[Dataset entries]
----
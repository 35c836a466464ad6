//! LLM Gateway: normalizes provider-specific streaming wire formats into a
//! uniform event stream (text delta, reasoning delta, tool-call, finish).

pub mod model;
pub mod openai_compatible;
pub mod test_adapter;

use std::collections::HashMap;
use std::pin::Pin;
use std::sync::Arc;
use std::time::Instant;

use async_trait::async_trait;
use futures::Stream;
use serde_json::Value;

use crate::abort::AbortSignal;
use crate::error::{Error, Result};
use crate::stream::{EventBus, StreamEvent};
use crate::types::Message;

/// Tool names reserved for the Gateway's own internal helpers. Filtered out
/// of every provider tool list before materialization so the model can
/// never recurse back into the Gateway through a tool call (the gateway is
/// exposed as a native capability, not a tool).
pub const RESERVED_TOOL_NAMES: &[&str] = &["llm_gateway_invoke", "llm_gateway_stream"];

/// One normalized frame from a provider's streaming response.
#[derive(Debug, Clone)]
pub enum Frame {
    TextDelta(String),
    ReasoningDelta(String),
    ToolCall { id: String, name: String, args: Value },
    Finish { finish_reason: Option<String>, usage: Option<Usage> },
    Error(String),
}

#[derive(Debug, Clone, Copy, Default)]
pub struct Usage {
    pub prompt_tokens: u32,
    pub completion_tokens: u32,
    pub total_tokens: u32,
}

/// A tool definition materialized into provider schema shape.
#[derive(Debug, Clone)]
pub struct ToolDefinition {
    pub name: String,
    pub description: String,
    pub parameters: Value,
}

/// Normalized request sent to a provider adapter.
#[derive(Debug, Clone)]
pub struct ChatRequest {
    pub messages: Vec<Message>,
    pub tools: Vec<ToolDefinition>,
    pub model_id: String,
    pub temperature: Option<f64>,
    pub max_tokens: Option<u32>,
}

/// A recorded tool call once streaming completes.
#[derive(Debug, Clone)]
pub struct ToolCallRequest {
    pub id: String,
    pub name: String,
    pub args: Value,
}

/// Result of one `invoke` turn.
#[derive(Debug, Clone)]
pub struct GatewayOutput {
    pub content: String,
    pub reasoning: Option<String>,
    pub tool_calls: Vec<ToolCallRequest>,
    pub model: String,
}

#[derive(Debug, Clone, Default)]
pub struct InvokeMetadata {
    pub duration: Option<std::time::Duration>,
    pub provider: String,
    pub model: String,
}

pub type FrameStream = Pin<Box<dyn Stream<Item = Result<Frame>> + Send>>;

/// A provider-specific streaming adapter. Implementations stream frames
/// tagged text-delta / reasoning-delta / tool-call / finish / error and must
/// honor `abort`.
#[async_trait]
pub trait ProviderAdapter: Send + Sync {
    async fn stream(&self, request: &ChatRequest, abort: &AbortSignal) -> Result<FrameStream>;
}

/// Registry of provider adapters keyed by provider id.
#[derive(Default)]
pub struct ProviderRegistry {
    adapters: HashMap<String, Arc<dyn ProviderAdapter>>,
}

impl ProviderRegistry {
    pub fn new() -> Self {
        ProviderRegistry::default()
    }

    pub fn register(&mut self, provider_id: impl Into<String>, adapter: Arc<dyn ProviderAdapter>) {
        self.adapters.insert(provider_id.into(), adapter);
    }

    pub fn get(&self, provider_id: &str) -> Option<Arc<dyn ProviderAdapter>> {
        self.adapters.get(provider_id).cloned()
    }

    pub fn known_providers(&self) -> Vec<&str> {
        self.adapters.keys().map(String::as_str).collect()
    }
}

/// The LLM Gateway: resolves a `providerId/modelId` string against the
/// registry and drives one streaming turn, emitting [`StreamEvent`]s as it
/// goes.
pub struct Gateway {
    registry: ProviderRegistry,
    capabilities: model::CapabilityRegistry,
}

impl Gateway {
    pub fn new(registry: ProviderRegistry) -> Self {
        Gateway {
            registry,
            capabilities: model::CapabilityRegistry::new(),
        }
    }

    pub fn capabilities_mut(&mut self) -> &mut model::CapabilityRegistry {
        &mut self.capabilities
    }

    /// Materialize the tool list into provider schema shape, filtering out
    /// the Gateway's own reserved helper names.
    pub fn materialize_tools(tools: &[ToolDefinition]) -> Vec<ToolDefinition> {
        tools
            .iter()
            .filter(|t| !RESERVED_TOOL_NAMES.contains(&t.name.as_str()))
            .cloned()
            .collect()
    }

    /// Drive one streaming LLM turn.
    pub async fn invoke(
        &self,
        model: &str,
        mut request: ChatRequest,
        session_id: &str,
        abort: &AbortSignal,
        events: &EventBus,
    ) -> Result<(GatewayOutput, InvokeMetadata)> {
        let started = Instant::now();
        let known: Vec<&str> = self.registry.known_providers();
        let (provider_id, model_id) = model::parse_model(model, &known)?;
        let adapter = self
            .registry
            .get(&provider_id)
            .ok_or_else(|| Error::invalid_input(format!("Unknown provider: {provider_id}")))?;

        request.model_id = model_id.clone();
        request.tools = Self::materialize_tools(&request.tools);

        let _capabilities = self.capabilities.get(&model_id);

        events
            .emit(StreamEvent::Start {
                session_id: session_id.to_string(),
                model: model.to_string(),
            })
            .await;

        let mut frames = adapter.stream(&request, abort).await?;

        let mut content = String::new();
        let mut reasoning = String::new();
        let mut has_reasoning = false;
        let mut tool_calls: Vec<ToolCallRequest> = Vec::new();
        let mut finish_reason = None;
        let mut usage = None;

        loop {
            let next = tokio::select! {
                frame = futures::StreamExt::next(&mut frames) => frame,
                _ = abort.cancelled() => return Err(Error::aborted()),
            };

            let Some(frame) = next else { break };
            match frame? {
                Frame::TextDelta(delta) => {
                    content.push_str(&delta);
                    events
                        .emit(StreamEvent::Text {
                            session_id: session_id.to_string(),
                            content: content.clone(),
                            delta,
                        })
                        .await;
                }
                Frame::ReasoningDelta(delta) => {
                    has_reasoning = true;
                    reasoning.push_str(&delta);
                    events
                        .emit(StreamEvent::Reasoning {
                            session_id: session_id.to_string(),
                            content: reasoning.clone(),
                            delta,
                        })
                        .await;
                }
                Frame::ToolCall { id, name, args } => {
                    events
                        .emit(StreamEvent::ToolCall {
                            session_id: session_id.to_string(),
                            tool_name: name.clone(),
                            tool_args: args.clone(),
                            tool_call_id: id.clone(),
                        })
                        .await;
                    tool_calls.push(ToolCallRequest { id, name, args });
                }
                Frame::Finish { finish_reason: reason, usage: u } => {
                    finish_reason = reason;
                    usage = u;
                    break;
                }
                Frame::Error(message) => return Err(Error::stream(message)),
            }
        }
        let _ = (&finish_reason, &usage);

        // Drop tool-calls missing a non-empty name.
        tool_calls.retain(|call| !call.name.is_empty());

        let output = GatewayOutput {
            content: content.clone(),
            reasoning: has_reasoning.then_some(reasoning),
            tool_calls,
            model: model.to_string(),
        };

        if output.tool_calls.is_empty() {
            events
                .emit(StreamEvent::Completed {
                    session_id: session_id.to_string(),
                    content,
                    model: model.to_string(),
                })
                .await;
        }

        let metadata = InvokeMetadata {
            duration: Some(started.elapsed()),
            provider: provider_id,
            model: model_id,
        };

        Ok((output, metadata))
    }
}
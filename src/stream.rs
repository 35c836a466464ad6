//! Stream events emitted from the core to external subscribers, and the
//! fan-out bus that delivers them.
//!
//! Subscribers are plain async callbacks (`StreamHandler`), not just
//! channel receivers, so a UI renderer or transport layer can react
//! directly without an extra polling loop. The core never retains emitted
//! events once dispatched.

use std::fmt;
use std::sync::atomic::{AtomicU64, Ordering};
use std::sync::Arc;

use async_trait::async_trait;
use serde_json::Value;
use tokio::sync::RwLock;

/// One frame emitted from the core during a run.
#[derive(Debug, Clone)]
pub enum StreamEvent {
    Start {
        session_id: String,
        model: String,
    },
    Text {
        session_id: String,
        content: String,
        delta: String,
    },
    Reasoning {
        session_id: String,
        content: String,
        delta: String,
    },
    ToolCall {
        session_id: String,
        tool_name: String,
        tool_args: Value,
        tool_call_id: String,
    },
    ToolResult {
        session_id: String,
        tool_name: String,
        tool_result: Value,
        tool_call_id: String,
        metadata: Option<Value>,
    },
    Completed {
        session_id: String,
        content: String,
        model: String,
    },
    Error {
        session_id: String,
        message: String,
        tool_name: Option<String>,
    },
    SessionCreated {
        session_id: String,
    },
    SessionUpdated {
        session_id: String,
    },
    SessionDeleted {
        session_id: String,
    },
}

impl StreamEvent {
    pub fn session_id(&self) -> &str {
        match self {
            StreamEvent::Start { session_id, .. }
            | StreamEvent::Text { session_id, .. }
            | StreamEvent::Reasoning { session_id, .. }
            | StreamEvent::ToolCall { session_id, .. }
            | StreamEvent::ToolResult { session_id, .. }
            | StreamEvent::Completed { session_id, .. }
            | StreamEvent::Error { session_id, .. }
            | StreamEvent::SessionCreated { session_id }
            | StreamEvent::SessionUpdated { session_id }
            | StreamEvent::SessionDeleted { session_id } => session_id,
        }
    }
}

impl fmt::Display for StreamEvent {
    fn fmt(&self, f: &mut fmt::Formatter<'_>) -> fmt::Result {
        let kind = match self {
            StreamEvent::Start { .. } => "start",
            StreamEvent::Text { .. } => "text",
            StreamEvent::Reasoning { .. } => "reasoning",
            StreamEvent::ToolCall { .. } => "tool_call",
            StreamEvent::ToolResult { .. } => "tool_result",
            StreamEvent::Completed { .. } => "completed",
            StreamEvent::Error { .. } => "error",
            StreamEvent::SessionCreated { .. } => "session.created",
            StreamEvent::SessionUpdated { .. } => "session.updated",
            StreamEvent::SessionDeleted { .. } => "session.deleted",
        };
        write!(f, "{kind}[{}]", self.session_id())
    }
}

/// Recipient of stream events.
#[async_trait]
pub trait StreamHandler: Send + Sync {
    async fn on_event(&self, event: &StreamEvent);
}

#[async_trait]
impl<F> StreamHandler for F
where
    F: Fn(&StreamEvent) + Send + Sync,
{
    async fn on_event(&self, event: &StreamEvent) {
        (self)(event)
    }
}

pub type SubscriptionToken = u64;

/// Fan-out shared by all subscribers. Emission order is preserved per run:
/// events are dispatched to subscribers sequentially in the order
/// `emit` is called, so a subscriber never sees events out of order
/// relative to how the Gateway produced them.
#[derive(Default)]
pub struct EventBus {
    handlers: RwLock<Vec<(SubscriptionToken, Arc<dyn StreamHandler>)>>,
    next_token: AtomicU64,
}

impl EventBus {
    pub fn new() -> Self {
        EventBus {
            handlers: RwLock::new(Vec::new()),
            next_token: AtomicU64::new(1),
        }
    }

    pub async fn subscribe(&self, handler: Arc<dyn StreamHandler>) -> SubscriptionToken {
        let token = self.next_token.fetch_add(1, Ordering::Relaxed);
        self.handlers.write().await.push((token, handler));
        token
    }

    pub async fn unsubscribe(&self, token: SubscriptionToken) -> bool {
        let mut handlers = self.handlers.write().await;
        let before = handlers.len();
        handlers.retain(|(t, _)| *t != token);
        before != handlers.len()
    }

    pub async fn subscriber_count(&self) -> usize {
        self.handlers.read().await.len()
    }

    /// Deliver `event` to every current subscriber, in registration order.
    /// A handler that panics is not caught here (the handler contract is a
    /// plain async fn, not a `Result`-returning one); a handler that can
    /// fail internally should log-and-continue inside its own `on_event`.
    pub async fn emit(&self, event: StreamEvent) {
        let handlers: Vec<_> = self.handlers.read().await.iter().map(|(_, h)| h.clone()).collect();
        for handler in handlers {
            handler.on_event(&event).await;
        }
    }
}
----
Across the entries, how many lines contain the word "await"? State that number and nothing else.

11